On March 19, 1917, Laszlo Szabo (1917-1998) was born in Budapest.  He won the Hungarian chess championship 9 times (1935, 1937, 1939, 1946, 1950, 1952, 1954, 1959, and 1967/68).  He was awarded the Grandmaster (GM) title in 1950.


On May 29, 1917, Theodore “Ted” Bullockus (1917-2008) was born in New York City.  He was an International Correspondence Chess Federation (ICCF) International Arbiter.


On May 29, 1917, Harry Fowler Lee (1855-1917) died in Chicago at the age of 62.  He was a prominent figure in Chicago chess circles during the early twentieth century. In the Western Open he finished 2nd in 1908 and 3rd on two other occasions. Lee was editor of the chess column in the Chicago Tribune from 1912-1917, and also served as a tournament referee, president, and secretary of the Western Chess Association.  He was a court reporter for over 40 years.  His obituary says that death was brought on by overwork.  (source: Detroit Free Press, May 30, 1917)


On June 24, 1917, César Boutteville (1917-2015) was born in Thin-Hao, Indonesia.  He was a French-Vietnamese chess master.  He was a six-time winner of both the French Chess Championship (1945, 1950, 1954, 1955, 1959, and 1967) and the Paris City Chess Championship (1944, 1945, 1946, 1952, 1961, and 1972)


On June 11, 1917, Romanas Arlauskas (1917-2009) was born in Kuanas, Lithuania.  In 1943, he won the Lithuanian championship. In the late 1940s, he moved to Australia, and won the Australian championship in 1949. He finished 3rd in the 4th World Correspondence Championship (1962-1965). He was awarded the title of Grandmaster of Correspondence Chess (GMC) in 1965.


On July 8, 1917, Walter Arpad Foldeak (1917-2004) was born in Szob, Hungary.  In 1964, he was awarded the International Judge in Compositions (IJC) title.  He authored a book on endgames and on the chess Olympiads.
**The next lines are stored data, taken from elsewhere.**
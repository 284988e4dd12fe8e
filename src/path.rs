//! The result type of a shortest-path query.

/// A sequence of Nodes and the total cost of traversing them.
///
/// Produced by [`dijkstra_search`](crate::dijkstra_search), ordered from the
/// origin to the target. The individual costs of the steps within the Path
/// cannot be retrieved through this struct.
#[derive(Debug, Clone, PartialEq)]
pub struct Path<P> {
    path: Vec<P>,
    cost: f32,
}

impl<P> Path<P> {
    /// Creates a new Path with the given sequence of Nodes and total cost.
    /// ## Examples
    /// Basic usage:
    /// ```
    /// # use waygraph::Path;
    /// let path = Path::new(vec!['a', 'b', 'c'], 42.0);
    ///
    /// assert_eq!(path.len(), 3);
    /// assert_eq!(path.cost(), 42.0);
    /// ```
    pub fn new(path: Vec<P>, cost: f32) -> Path<P> {
        Path { path, cost }
    }

    /// Creates a Path with no steps and zero cost.
    ///
    /// Assigned to a follower when its target turned out to be unreachable,
    /// so that no stale steps survive a failed solve.
    pub fn empty() -> Path<P> {
        Path {
            path: Vec::new(),
            cost: 0.0,
        }
    }

    /// the total cost of the Path
    pub fn cost(&self) -> f32 {
        self.cost
    }

    /// the number of Nodes on the Path
    pub fn len(&self) -> usize {
        self.path.len()
    }

    /// `true` if the Path has no steps
    pub fn is_empty(&self) -> bool {
        self.path.is_empty()
    }

    /// Returns an Iterator over the Nodes of the Path, origin first.
    pub fn iter(&self) -> std::slice::Iter<'_, P> {
        self.path.iter()
    }

    /// Consumes the Path, returning the step sequence.
    pub fn into_steps(self) -> Vec<P> {
        self.path
    }
}

use std::ops::Index;

impl<P> Index<usize> for Path<P> {
    type Output = P;
    fn index(&self, index: usize) -> &P {
        &self.path[index]
    }
}

impl<P: PartialEq> PartialEq<Vec<P>> for Path<P> {
    fn eq(&self, rhs: &Vec<P>) -> bool {
        self.path == *rhs
    }
}

use std::fmt;
impl<P: fmt::Display> fmt::Display for Path<P> {
    fn fmt(&self, fmt: &mut fmt::Formatter) -> fmt::Result {
        write!(fmt, "Path[Cost = {}]: ", self.cost)?;
        if self.path.is_empty() {
            write!(fmt, "<empty>")
        } else {
            write!(fmt, "{}", self.path[0])?;
            for p in self.path.iter().skip(1) {
                write!(fmt, " -> {}", p)?;
            }
            Ok(())
        }
    }
}

#[cfg(test)]
mod tests {
    use super::Path;

    #[test]
    fn index() {
        let path = Path::new(vec![4, 2, 0], 42.0);

        assert_eq!(path[0], 4);
        assert_eq!(path[1], 2);
        assert_eq!(path[2], 0);
    }

    #[test]
    fn display() {
        let path = Path::new(vec![4, 2, 0], 42.0);

        assert_eq!(&format!("{}", path), "Path[Cost = 42]: 4 -> 2 -> 0");
    }

    #[test]
    fn display_empty() {
        let path = Path::<i32>::empty();

        assert_eq!(&format!("{}", path), "Path[Cost = 0]: <empty>");
    }
}
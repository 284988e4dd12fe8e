//! A minimal 2D vector type for Node positions and movement directions.

use std::fmt;
use std::ops::{Add, AddAssign, Mul, Sub};

/// A 2D point or direction in world units.
#[derive(Clone, Copy, Debug, Default, PartialEq)]
pub struct Vec2 {
    /// horizontal component
    pub x: f32,
    /// vertical component
    pub y: f32,
}

impl Vec2 {
    /// the origin / zero vector
    pub const ZERO: Vec2 = Vec2 { x: 0.0, y: 0.0 };

    /// Creates a new vector from its components.
    pub const fn new(x: f32, y: f32) -> Vec2 {
        Vec2 { x, y }
    }

    /// Returns the length of this vector.
    pub fn length(self) -> f32 {
        (self.x * self.x + self.y * self.y).sqrt()
    }

    /// Returns the Euclidean distance between two points.
    pub fn distance(self, other: Vec2) -> f32 {
        (self - other).length()
    }

    /// Returns the point halfway between two points.
    pub fn midpoint(self, other: Vec2) -> Vec2 {
        Vec2::new((self.x + other.x) * 0.5, (self.y + other.y) * 0.5)
    }

    /// Returns this vector scaled to length 1.
    ///
    /// The zero vector has no direction and is returned unchanged.
    pub fn normalized(self) -> Vec2 {
        let len = self.length();
        if len == 0.0 {
            self
        } else {
            Vec2::new(self.x / len, self.y / len)
        }
    }

    /// Returns the dot product of two vectors.
    pub fn dot(self, other: Vec2) -> f32 {
        self.x * other.x + self.y * other.y
    }
}

impl Add for Vec2 {
    type Output = Vec2;
    fn add(self, rhs: Vec2) -> Vec2 {
        Vec2::new(self.x + rhs.x, self.y + rhs.y)
    }
}

impl AddAssign for Vec2 {
    fn add_assign(&mut self, rhs: Vec2) {
        self.x += rhs.x;
        self.y += rhs.y;
    }
}

impl Sub for Vec2 {
    type Output = Vec2;
    fn sub(self, rhs: Vec2) -> Vec2 {
        Vec2::new(self.x - rhs.x, self.y - rhs.y)
    }
}

impl Mul<f32> for Vec2 {
    type Output = Vec2;
    fn mul(self, rhs: f32) -> Vec2 {
        Vec2::new(self.x * rhs, self.y * rhs)
    }
}

impl fmt::Display for Vec2 {
    fn fmt(&self, fmt: &mut fmt::Formatter) -> fmt::Result {
        write!(fmt, "({}, {})", self.x, self.y)
    }
}
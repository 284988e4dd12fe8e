//! Simulation actors that live on top of a [`Graph`].
//!
//! A [`PathFollower`] walks a computed Path one Node at a time at constant
//! speed, while a [`TargetTracker`] simply snaps to whichever Node it was
//! pointed at. Both only ever read from the Graph; positions of the actors
//! themselves are the only state they mutate.

use crate::{Graph, NodeId, Path, SimConfig, Vec2};

use std::collections::VecDeque;

/// An actor that walks a Path of Nodes at constant speed.
///
/// Per tick the follower is in one of three states:
/// - *idle*: no target Node (or paused via [`set_active`](PathFollower::set_active)) — nothing happens
/// - *travelling*: moves straight toward the target by `follower_speed`
/// - *arrived*: within `arrival_tolerance` of the target — the next queued
///   step becomes the new target; with the queue empty the target is kept
///   as the final destination and the follower settles there
#[derive(Clone, Debug)]
pub struct PathFollower {
    position: Vec2,
    last_visited: NodeId,
    target: Option<NodeId>,
    steps: VecDeque<NodeId>,
    active: bool,
    config: SimConfig,
}

impl PathFollower {
    /// Creates a follower standing on the given Node, idle and active.
    pub fn new(graph: &Graph, start: NodeId, config: SimConfig) -> PathFollower {
        PathFollower {
            position: graph.node(start).position(),
            last_visited: start,
            target: None,
            steps: VecDeque::new(),
            active: true,
            config,
        }
    }

    /// the follower's current position
    pub fn position(&self) -> Vec2 {
        self.position
    }

    /// the Node the follower most recently stood on
    pub fn last_visited(&self) -> NodeId {
        self.last_visited
    }

    /// the Node currently being moved toward, if any
    pub fn target(&self) -> Option<NodeId> {
        self.target
    }

    /// the number of queued steps not yet travelled
    pub fn remaining_steps(&self) -> usize {
        self.steps.len()
    }

    /// `false` pauses the follower in place; `true` resumes it.
    pub fn set_active(&mut self, active: bool) {
        self.active = active;
    }

    /// whether the follower is currently allowed to move
    pub fn is_active(&self) -> bool {
        self.active
    }

    /// Replaces whatever the follower was doing with a new Path.
    ///
    /// The first step (normally the Node the follower already stands on)
    /// becomes the immediate target. An empty Path leaves the follower
    /// idle, which is how an unreachable target is handed over: no stale
    /// steps survive.
    pub fn set_path(&mut self, path: Path<NodeId>) {
        self.steps = path.into_steps().into();
        self.target = self.steps.pop_front();
    }

    /// Advances the follower by one tick.
    ///
    /// Reads Node positions from the Graph but never mutates it.
    pub fn advance(&mut self, graph: &Graph) {
        let target = match self.target {
            Some(target) if self.active => target,
            _ => return,
        };
        // a stale id means the Node was replaced under us; go idle
        let target_pos = match graph.get(target) {
            Some(node) => node.position(),
            None => {
                self.target = None;
                return;
            }
        };

        if self.position.distance(target_pos) < self.config.arrival_tolerance {
            // arrived: advance to the next step, or settle here
            if let Some(next) = self.steps.pop_front() {
                self.target = Some(next);
                self.last_visited = next;
            }
            return;
        }

        let direction = (target_pos - self.position).normalized();
        self.position += direction * self.config.follower_speed;
    }
}

/// An actor that instantly relocates to its designated Node.
#[derive(Clone, Copy, Debug, Default)]
pub struct TargetTracker {
    position: Vec2,
    target: Option<NodeId>,
}

impl TargetTracker {
    /// Creates a tracker with no target, sitting at the origin.
    pub fn new() -> TargetTracker {
        TargetTracker::default()
    }

    /// the tracker's current position
    pub fn position(&self) -> Vec2 {
        self.position
    }

    /// the Node the tracker is pinned to, if any
    pub fn target(&self) -> Option<NodeId> {
        self.target
    }

    /// Pins the tracker to a Node. It snaps there on the next sync.
    pub fn set_target(&mut self, target: Option<NodeId>) {
        self.target = target;
    }

    /// Snaps the tracker onto its target Node's current position.
    pub fn sync(&mut self, graph: &Graph) {
        if let Some(node) = self.target.and_then(|id| graph.get(id)) {
            self.position = node.position();
        }
    }
}
//! Byte-level accounting of every live buffer, split by category.
//!
//! The accountant is the single piece of state shared between the training
//! loop and the background sampler; mutation is serialized through one mutex
//! so readers always observe a consistent snapshot.

use std::sync::{
    atomic::{AtomicBool, AtomicUsize, Ordering},
    Arc, Mutex,
};
use std::time::Duration;

use once_cell::sync::Lazy;
use serde::Serialize;
use tracing::debug;

use crate::error::{Error, Result};

/// Accounting tag attached to every allocated buffer.
#[derive(Debug, Clone, Copy, PartialEq, Eq, Hash, Serialize, strum::Display)]
pub enum MemoryCategory {
    ModelWeights,
    Activations,
    OptimizerStates,
    Gradients,
    Temporary,
}

impl MemoryCategory {
    pub const ALL: [MemoryCategory; 5] = [
        MemoryCategory::ModelWeights,
        MemoryCategory::Activations,
        MemoryCategory::OptimizerStates,
        MemoryCategory::Gradients,
        MemoryCategory::Temporary,
    ];

    fn index(self) -> usize {
        match self {
            MemoryCategory::ModelWeights => 0,
            MemoryCategory::Activations => 1,
            MemoryCategory::OptimizerStates => 2,
            MemoryCategory::Gradients => 3,
            MemoryCategory::Temporary => 4,
        }
    }
}

#[derive(Debug, Default, Clone, Copy, Serialize)]
pub struct CategoryUsage {
    pub current: usize,
    pub peak: usize,
}

#[derive(Debug, Default)]
struct AccountantInner {
    usage: [CategoryUsage; 5],
    total_current: usize,
    total_peak: usize,
}

/// Point-in-time snapshot of the accountant.
#[derive(Debug, Clone, Serialize)]
pub struct MemoryReport {
    pub current: usize,
    pub peak: usize,
    pub by_category: Vec<(MemoryCategory, CategoryUsage)>,
}

pub struct MemoryAccountant {
    inner: Mutex<AccountantInner>,
    /// Byte budget; 0 means unlimited.
    limit: AtomicUsize,
}

impl MemoryAccountant {
    pub const fn new() -> Self {
        Self {
            inner: Mutex::new(AccountantInner {
                usage: [CategoryUsage { current: 0, peak: 0 }; 5],
                total_current: 0,
                total_peak: 0,
            }),
            limit: AtomicUsize::new(0),
        }
    }

    /// Set the total byte budget. Registrations that would exceed it fail
    /// with `AllocationFailed`.
    pub fn set_limit(&self, bytes: usize) {
        self.limit.store(bytes, Ordering::Relaxed);
    }

    pub fn register(&self, category: MemoryCategory, bytes: usize) -> Result<()> {
        let mut inner = self.inner.lock().expect("memory accountant poisoned");
        let limit = self.limit.load(Ordering::Relaxed);
        if limit != 0 && inner.total_current + bytes > limit {
            return Err(Error::AllocationFailed(format!(
                "{bytes} bytes of {category} would exceed the {limit} byte budget \
                 ({} currently live)",
                inner.total_current
            )));
        }
        let usage = &mut inner.usage[category.index()];
        usage.current += bytes;
        usage.peak = usage.peak.max(usage.current);
        inner.total_current += bytes;
        inner.total_peak = inner.total_peak.max(inner.total_current);
        Ok(())
    }

    pub fn unregister(&self, category: MemoryCategory, bytes: usize) {
        let mut inner = self.inner.lock().expect("memory accountant poisoned");
        let usage = &mut inner.usage[category.index()];
        usage.current = usage.current.saturating_sub(bytes);
        inner.total_current = inner.total_current.saturating_sub(bytes);
    }

    pub fn current(&self, category: MemoryCategory) -> usize {
        let inner = self.inner.lock().expect("memory accountant poisoned");
        inner.usage[category.index()].current
    }

    pub fn report(&self) -> MemoryReport {
        let inner = self.inner.lock().expect("memory accountant poisoned");
        MemoryReport {
            current: inner.total_current,
            peak: inner.total_peak,
            by_category: MemoryCategory::ALL
                .iter()
                .map(|&c| (c, inner.usage[c.index()]))
                .collect(),
        }
    }
}

static ACCOUNTANT: Lazy<MemoryAccountant> = Lazy::new(MemoryAccountant::new);

/// The process-wide accountant every buffer registers against.
pub fn accountant() -> &'static MemoryAccountant {
    &ACCOUNTANT
}

/// RAII registration for buffers that do not live inside a `Tensor`
/// (e.g. the packed payload of a quantized tensor).
pub(crate) struct Registration {
    category: MemoryCategory,
    bytes: usize,
}

impl Registration {
    pub(crate) fn new(category: MemoryCategory, bytes: usize) -> Result<Self> {
        accountant().register(category, bytes)?;
        Ok(Self { category, bytes })
    }

    pub(crate) fn bytes(&self) -> usize {
        self.bytes
    }
}

impl Drop for Registration {
    fn drop(&mut self) {
        accountant().unregister(self.category, self.bytes);
    }
}

impl std::fmt::Debug for Registration {
    fn fmt(&self, f: &mut std::fmt::Formatter<'_>) -> std::fmt::Result {
        write!(f, "Registration({} x {} bytes)", self.category, self.bytes)
    }
}

/// Background task that periodically logs an accountant snapshot.
pub struct MemorySampler {
    stop: Arc<AtomicBool>,
    handle: tokio::task::JoinHandle<()>,
}

impl MemorySampler {
    pub fn spawn(interval: Duration) -> Self {
        let stop = Arc::new(AtomicBool::new(false));
        let stop_flag = stop.clone();
        let handle = tokio::spawn(async move {
            let started = std::time::Instant::now();
            let mut ticker = tokio::time::interval(interval);
            ticker.tick().await;
            loop {
                ticker.tick().await;
                if stop_flag.load(Ordering::Relaxed) {
                    break;
                }
                let report = accountant().report();
                debug!(
                    elapsed_s = started.elapsed().as_secs(),
                    current_bytes = report.current,
                    peak_bytes = report.peak,
                    "memory sample"
                );
            }
        });
        Self { stop, handle }
    }

    pub fn shutdown(self) {
        self.stop.store(true, Ordering::Relaxed);
        self.handle.abort();
    }
}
On July 15, 1917 Juan Carlos Gonzalez de Vega (1917- ) was born in Havana.  He was Cuban champion in 1942, 1943, 1951 and 1952. He won the US Speed Championship of 1946.


On July 16, 1917, Vincenz Hruby (1856-1917) died in Trieste, Austria (now Italy) at the age of 60.    In 1882, he won the Vienna Chess Club championship.


On July 17, 1917, Arturo Reggio (1863-1917) died in Milan, Italy at the age of 54.  He was an Italian chess master.  He was (unofficial) Italian champion in 1900, 1901, 1905, 1913 and 1916.


On July 20, 1917, Luis Augusto Sanchez Montenegro (1917-1981) was born in Colombia..  He was a Colombian chess master.  He was six-times Colombian Champion (1938, 1947, 1948, 1954, 1958, and 1962).  He was awarded the Internationals Master (IM) title in 1951.


On August 16, 1917, Oscar Chajes won the New York State chess championship, held in Rochester.  At the same time, the New York Chess Association created a fund for the purchase of chess sets for U.S. soldiers.  (source: Rochester Democrat and Chronicle, Aug 17, 1917)


On August 25, 1917, the 18th Western Chess Association (US Open) was held in Lexington, Kentucky.  Edward Lasker took 1st place.


On August 25, 1817, William Cook (1850-1917) died in Bristol, England.  In the 1880s, he wrote Synopsis of the Chess Openings


In October 1917, after the Bolshevik revolution, chess was officially discouraged in Russia as a "decadent bourgeois pastime." Virtually all organized chess activities and chess clubs ended in Russia.


On October 17, 1917, Jim Hurt (1917-1991) was born.  He was the founder and director of the LERA (Lockheed Employees Recreation Association) Chess Club in Sunnyvale for over 35 years.   He organized one of the longest running (1966-2000) and popular SF South Bay tournaments, the LERA Class Tournament. He was also Rating Administrator (1967) and Tournament Director (1968) of the Chess Friends of Northern California. In 1969 and 1970 he was Editor of Chess in Action.


On November 14, 1917, Stig Lundholm (1917-2009) was born in Luleå, Sweden.  He was a Swedish chess master.  He was Swedish Champion in 1944 and Swedish Correspondence Champion in 1948.  He was awarded the IMC title in 1983.


On November 24, 1917, Haije Kramer (1917-2004) was born in the Netherlands.  He was a Dutch chess master and theoretician.  He was awarded the International Master title in 1954 and the International Correspondence Chess Grandmaster title in 1984.